No entanto, os avanços institucionais observados nas últimas décadas e as ferramentas disponíveis ao gerenciamento da dívida não podem nem devem ser negligenciados, mesmo diante de grandes riscos como os observados hoje na frente fiscal.
Em um contexto onde o caminho entre o desafio fiscal e a insolvência é longo – passando antes por graves períodos inflacionários, aumento de risco país, redução de grau de investimento, pressão cambial, fuga de capitais e até renegociação – hoje não vislumbramos reais problemas de solvência do nosso Tesouro, ainda vendo nesse ativo o menor risco de crédito no Brasil.
Pelo contrário, acreditamos que hoje ainda temos boas oportunidades de investimento no Tesouro Direto. Além do baixo risco, hoje os títulos públicos de vencimento longo ainda apresentam taxas mais elevadas para novos investimentos do que aquelas oferecidas no começo do ano, por exemplo.
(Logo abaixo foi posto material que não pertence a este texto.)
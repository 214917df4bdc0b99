// =============================================================================
// Market Regime Classifier — weighted three-way scoring
// =============================================================================
//
// On each 1m candle close, every symbol is scored for all three regimes:
//
//   trending: up to 0.3 each from |trend_deviation| > strength_pct,
//             ADX >= trending_adx, and DI gap > di_gap_min.
//   ranging:  up to 0.4 from a narrow 20-bar range, up to 0.3 from a small
//             |trend_deviation|, up to 0.3 from ADX < ranging_adx.
//   choppy:   up to 0.4 from high volatility (ATR/price), up to 0.3 from many
//             close-to-close reversals in the last 20 bars, up to 0.3 from an
//             abnormal volume ratio.
//
// Regime = argmax; confidence = max score. A tie keeps the previous regime —
// hysteresis prevents flapping at the score boundary.
// =============================================================================

use std::collections::HashMap;

use parking_lot::RwLock;
use serde::{Deserialize, Serialize};
use tracing::debug;

use crate::indicators::{IndicatorSnapshot, TrendDirection};
use crate::market_data::Candle;
use crate::regime::Regime;
use crate::types::Side;

/// Bars examined for range width, reversal counting, and volume baseline.
const LOOKBACK_BARS: usize = 20;

/// Tunable classification thresholds.
#[derive(Debug, Clone, Serialize, Deserialize)]
pub struct RegimeThresholds {
    /// |trend_deviation| (%) above which price counts as trending away.
    pub strength_pct: f64,
    /// ADX at or above which the trending score earns its ADX component.
    pub trending_adx: f64,
    /// ADX below which the ranging score earns its ADX component.
    pub ranging_adx: f64,
    /// ADX at or above which the counter-trend block engages.
    pub strong_adx: f64,
    /// DI gap above which direction conviction is assumed.
    pub di_gap_min: f64,
    /// 20-bar range (% of price) below which the market counts as narrow.
    pub narrow_range_pct: f64,
    /// |trend_deviation| (%) below which price hugs its long mean.
    pub small_deviation_pct: f64,
    /// ATR/price (%) above which volatility counts as high.
    pub high_volatility_pct: f64,
    /// Reversals in the last 20 bars that count as many.
    pub reversal_min: usize,
    /// Volume ratio bounds outside of which volume is abnormal.
    pub volume_ratio_hi: f64,
    pub volume_ratio_lo: f64,
}

impl Default for RegimeThresholds {
    fn default() -> Self {
        Self {
            strength_pct: 0.5,
            trending_adx: 25.0,
            ranging_adx: 20.0,
            strong_adx: 25.0,
            di_gap_min: 3.0,
            narrow_range_pct: 1.0,
            small_deviation_pct: 0.2,
            high_volatility_pct: 0.8,
            reversal_min: 8,
            volume_ratio_hi: 2.0,
            volume_ratio_lo: 0.3,
        }
    }
}

/// Snapshot of a symbol's classified regime plus the contributing metrics.
#[derive(Debug, Clone, Serialize, Deserialize)]
pub struct RegimeState {
    pub regime: Regime,
    /// Winning score, in [0, 1].
    pub confidence: f64,
    pub trending_score: f64,
    pub ranging_score: f64,
    pub choppy_score: f64,
    pub adx: f64,
    pub plus_di: f64,
    pub minus_di: f64,
    pub adx_trend: TrendDirection,
    /// ATR / price, percent.
    pub volatility_pct: f64,
    /// (price - SMA_long) / SMA_long, percent.
    pub trend_deviation_pct: f64,
}

impl RegimeState {
    /// Counter-trend block: in a strongly trending market, signals opposing
    /// the ADX trend direction are discarded.
    pub fn blocks_counter_trend(&self, side: Side, strong_adx: f64) -> bool {
        if self.regime != Regime::Trending || self.adx < strong_adx {
            return false;
        }
        match self.adx_trend {
            TrendDirection::Bullish => side == Side::Short,
            TrendDirection::Bearish => side == Side::Long,
            TrendDirection::Neutral => false,
        }
    }
}

// =============================================================================
// RegimeClassifier
// =============================================================================

/// Thread-safe classifier that caches the latest state per symbol.
pub struct RegimeClassifier {
    thresholds: RegimeThresholds,
    states: RwLock<HashMap<String, RegimeState>>,
}

impl RegimeClassifier {
    pub fn new(thresholds: RegimeThresholds) -> Self {
        Self {
            thresholds,
            states: RwLock::new(HashMap::new()),
        }
    }

    pub fn thresholds(&self) -> &RegimeThresholds {
        &self.thresholds
    }

    /// Classify a symbol from its recent 1m candles and indicator snapshot,
    /// caching and returning the new state.
    pub fn classify(
        &self,
        symbol: &str,
        candles: &[Candle],
        snapshot: &IndicatorSnapshot,
    ) -> RegimeState {
        let previous = self.states.read().get(symbol).map(|s| s.regime);
        let state = self.score(candles, snapshot, previous);

        debug!(
            symbol,
            regime = %state.regime,
            confidence = format!("{:.2}", state.confidence),
            trending = format!("{:.2}", state.trending_score),
            ranging = format!("{:.2}", state.ranging_score),
            choppy = format!("{:.2}", state.choppy_score),
            adx = format!("{:.1}", state.adx),
            "regime classified"
        );

        self.states
            .write()
            .insert(symbol.to_string(), state.clone());
        state
    }

    /// Latest cached state without recomputing.
    pub fn current(&self, symbol: &str) -> Option<RegimeState> {
        self.states.read().get(symbol).cloned()
    }

    // -------------------------------------------------------------------------
    // Scoring
    // -------------------------------------------------------------------------

    fn score(
        &self,
        candles: &[Candle],
        snapshot: &IndicatorSnapshot,
        previous: Option<Regime>,
    ) -> RegimeState {
        let t = &self.thresholds;
        let price = snapshot.last_close;

        let volatility_pct = snapshot.volatility_pct();

        let trend_deviation_pct = if snapshot.sma_slow > 0.0 {
            (price - snapshot.sma_slow) / snapshot.sma_slow * 100.0
        } else {
            0.0
        };

        let di_gap = snapshot.adx.di_gap();
        let range_width_pct = range_width_pct(candles, price);
        let reversals = reversal_count(candles);
        let volume_ratio = volume_ratio(candles);

        // --- trending -----------------------------------------------------
        let mut trending_score: f64 = 0.0;
        if trend_deviation_pct.abs() > t.strength_pct {
            trending_score += 0.3;
        }
        if snapshot.adx.adx >= t.trending_adx {
            trending_score += 0.3;
        }
        if di_gap > t.di_gap_min {
            trending_score += 0.3;
        }

        // --- ranging ------------------------------------------------------
        let mut ranging_score: f64 = 0.0;
        if range_width_pct < t.narrow_range_pct {
            ranging_score += 0.4;
        }
        if trend_deviation_pct.abs() < t.small_deviation_pct {
            ranging_score += 0.3;
        }
        if snapshot.adx.adx < t.ranging_adx {
            ranging_score += 0.3;
        }

        // --- choppy -------------------------------------------------------
        let mut choppy_score: f64 = 0.0;
        if volatility_pct > t.high_volatility_pct {
            choppy_score += 0.4;
        }
        if reversals >= t.reversal_min {
            choppy_score += 0.3;
        }
        if volume_ratio > t.volume_ratio_hi || volume_ratio < t.volume_ratio_lo {
            choppy_score += 0.3;
        }

        trending_score = trending_score.clamp(0.0, 1.0);
        ranging_score = ranging_score.clamp(0.0, 1.0);
        choppy_score = choppy_score.clamp(0.0, 1.0);

        let (regime, confidence) = argmax_with_hysteresis(
            trending_score,
            ranging_score,
            choppy_score,
            previous,
        );

        RegimeState {
            regime,
            confidence,
            trending_score,
            ranging_score,
            choppy_score,
            adx: snapshot.adx.adx,
            plus_di: snapshot.adx.plus_di,
            minus_di: snapshot.adx.minus_di,
            adx_trend: snapshot.adx.trend,
            volatility_pct,
            trend_deviation_pct,
        }
    }
}

impl Default for RegimeClassifier {
    fn default() -> Self {
        Self::new(RegimeThresholds::default())
    }
}

// =============================================================================
// Free helpers
// =============================================================================

/// Pick the regime with the highest score. On a tie the previous regime wins
/// when it is among the leaders.
fn argmax_with_hysteresis(
    trending: f64,
    ranging: f64,
    choppy: f64,
    previous: Option<Regime>,
) -> (Regime, f64) {
    let max = trending.max(ranging).max(choppy);

    let leaders: Vec<Regime> = [
        (Regime::Trending, trending),
        (Regime::Ranging, ranging),
        (Regime::Choppy, choppy),
    ]
    .iter()
    .filter(|(_, s)| (max - s).abs() < 1e-9)
    .map(|(r, _)| *r)
    .collect();

    let regime = match previous {
        Some(prev) if leaders.contains(&prev) => prev,
        _ => leaders[0],
    };

    (regime, max.clamp(0.0, 1.0))
}

/// High-low range over the trailing window as a percentage of price.
fn range_width_pct(candles: &[Candle], price: f64) -> f64 {
    if price <= 0.0 || candles.is_empty() {
        return 0.0;
    }
    let window = &candles[candles.len().saturating_sub(LOOKBACK_BARS)..];
    let high = window.iter().map(|c| c.high).fold(f64::MIN, f64::max);
    let low = window.iter().map(|c| c.low).fold(f64::MAX, f64::min);
    ((high - low) / price * 100.0).max(0.0)
}

/// Count close-to-close direction flips over the trailing window.
fn reversal_count(candles: &[Candle]) -> usize {
    let window = &candles[candles.len().saturating_sub(LOOKBACK_BARS)..];
    let deltas: Vec<f64> = window.windows(2).map(|w| w[1].close - w[0].close).collect();

    deltas
        .windows(2)
        .filter(|pair| pair[0] * pair[1] < 0.0)
        .count()
}

/// Latest bar volume relative to the trailing-window average.
fn volume_ratio(candles: &[Candle]) -> f64 {
    let window = &candles[candles.len().saturating_sub(LOOKBACK_BARS)..];
    if window.len() < 2 {
        return 1.0;
    }
    let last = window.last().map(|c| c.volume).unwrap_or(0.0);
    let avg =
        window[..window.len() - 1].iter().map(|c| c.volume).sum::<f64>() / (window.len() - 1) as f64;
    if avg > 0.0 {
        last / avg
    } else {
        1.0
    }
}

// =============================================================================
// Tests
// =============================================================================
#[cfg(test)]
mod tests {
    use super::*;
    use crate::indicators::compute_snapshot;

    fn candle(ts: i64, open: f64, high: f64, low: f64, close: f64, volume: f64) -> Candle {
        Candle::new(ts, open, high, low, close, volume, volume * close, true)
    }

    /// A steady directional climb: strong ADX, price well above its mean.
    fn trending_candles(n: usize) -> Vec<Candle> {
        (0..n)
            .map(|i| {
                let base = 100.0 + i as f64 * 1.5;
                candle(i as i64 * 60_000, base, base + 1.0, base - 0.3, base + 0.8, 50.0)
            })
            .collect()
    }

    /// Flat oscillation around a mean: narrow range, weak ADX.
    fn ranging_candles(n: usize) -> Vec<Candle> {
        (0..n)
            .map(|i| {
                let wiggle = (i as f64 * 1.3).sin() * 0.2;
                let base = 100.0 + wiggle;
                candle(i as i64 * 60_000, base, base + 0.1, base - 0.1, base, 50.0)
            })
            .collect()
    }

    #[test]
    fn trending_series_classifies_trending() {
        let candles = trending_candles(120);
        let snapshot = compute_snapshot(&candles).unwrap();
        let classifier = RegimeClassifier::default();

        let state = classifier.classify("BTC-USDT-SWAP", &candles, &snapshot);
        assert_eq!(state.regime, Regime::Trending);
        assert!(state.confidence > 0.5);
        assert_eq!(state.adx_trend, TrendDirection::Bullish);
    }

    #[test]
    fn flat_series_classifies_ranging() {
        let candles = ranging_candles(120);
        let snapshot = compute_snapshot(&candles).unwrap();
        let classifier = RegimeClassifier::default();

        let state = classifier.classify("ETH-USDT-SWAP", &candles, &snapshot);
        assert_eq!(state.regime, Regime::Ranging);
    }

    #[test]
    fn tie_keeps_previous_regime() {
        let (regime, conf) =
            argmax_with_hysteresis(0.6, 0.6, 0.1, Some(Regime::Ranging));
        assert_eq!(regime, Regime::Ranging);
        assert!((conf - 0.6).abs() < 1e-12);

        // Without a previous regime, first leader wins.
        let (regime, _) = argmax_with_hysteresis(0.6, 0.6, 0.1, None);
        assert_eq!(regime, Regime::Trending);

        // A previous regime that is not among the leaders does not stick.
        let (regime, _) = argmax_with_hysteresis(0.9, 0.3, 0.1, Some(Regime::Choppy));
        assert_eq!(regime, Regime::Trending);
    }

    #[test]
    fn counter_trend_block_matrix() {
        let candles = trending_candles(120);
        let snapshot = compute_snapshot(&candles).unwrap();
        let classifier = RegimeClassifier::default();
        let mut state = classifier.classify("BTC-USDT-SWAP", &candles, &snapshot);
        state.adx = 30.0; // force a strong trend reading

        // Bullish ADX trend at ADX 30: SHORT blocked, LONG kept.
        assert!(state.blocks_counter_trend(Side::Short, 25.0));
        assert!(!state.blocks_counter_trend(Side::Long, 25.0));

        // Below the strong-ADX bar nothing is blocked.
        state.adx = 20.0;
        assert!(!state.blocks_counter_trend(Side::Short, 25.0));
    }

    #[test]
    fn reversal_count_counts_flips() {
        // Alternating up/down closes flip direction every bar.
        let candles: Vec<Candle> = (0..21)
            .map(|i| {
                let close = if i % 2 == 0 { 100.0 } else { 101.0 };
                candle(i as i64 * 60_000, close, close + 0.5, close - 0.5, close, 10.0)
            })
            .collect();
        assert!(reversal_count(&candles) >= 15);

        let steady = trending_candles(21);
        assert_eq!(reversal_count(&steady), 0);
    }

    #[test]
    fn volume_ratio_detects_spike() {
        let mut candles = ranging_candles(20);
        let last = candles.last().cloned().unwrap();
        candles.push(candle(
            last.timestamp_ms + 60_000,
            last.close,
            last.close + 0.1,
            last.close - 0.1,
            last.close,
            500.0, // 10x baseline
        ));
        assert!(volume_ratio(&candles) > 2.0);
    }
}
Isso porque ainda estamos em um cenário relativamente mais incerto do que há seis meses.
De todo modo, mesmo que as taxas reduzam, acreditamos que o investimento em Tesouro Direto é uma excelente alternativa para quem busca aplicar sua reserva de emergência (Tesouro Selic) ou para quem tem objetivos claros e deseja previsibilidade, tanto em termos de segurança quanto de prazo.
E tudo isso lembrando que não apostaríamos nossas fichas em um calote soberano no momento – e é sempre possível acompanhar qualquer sinal de alerta para tomar as melhores decisões.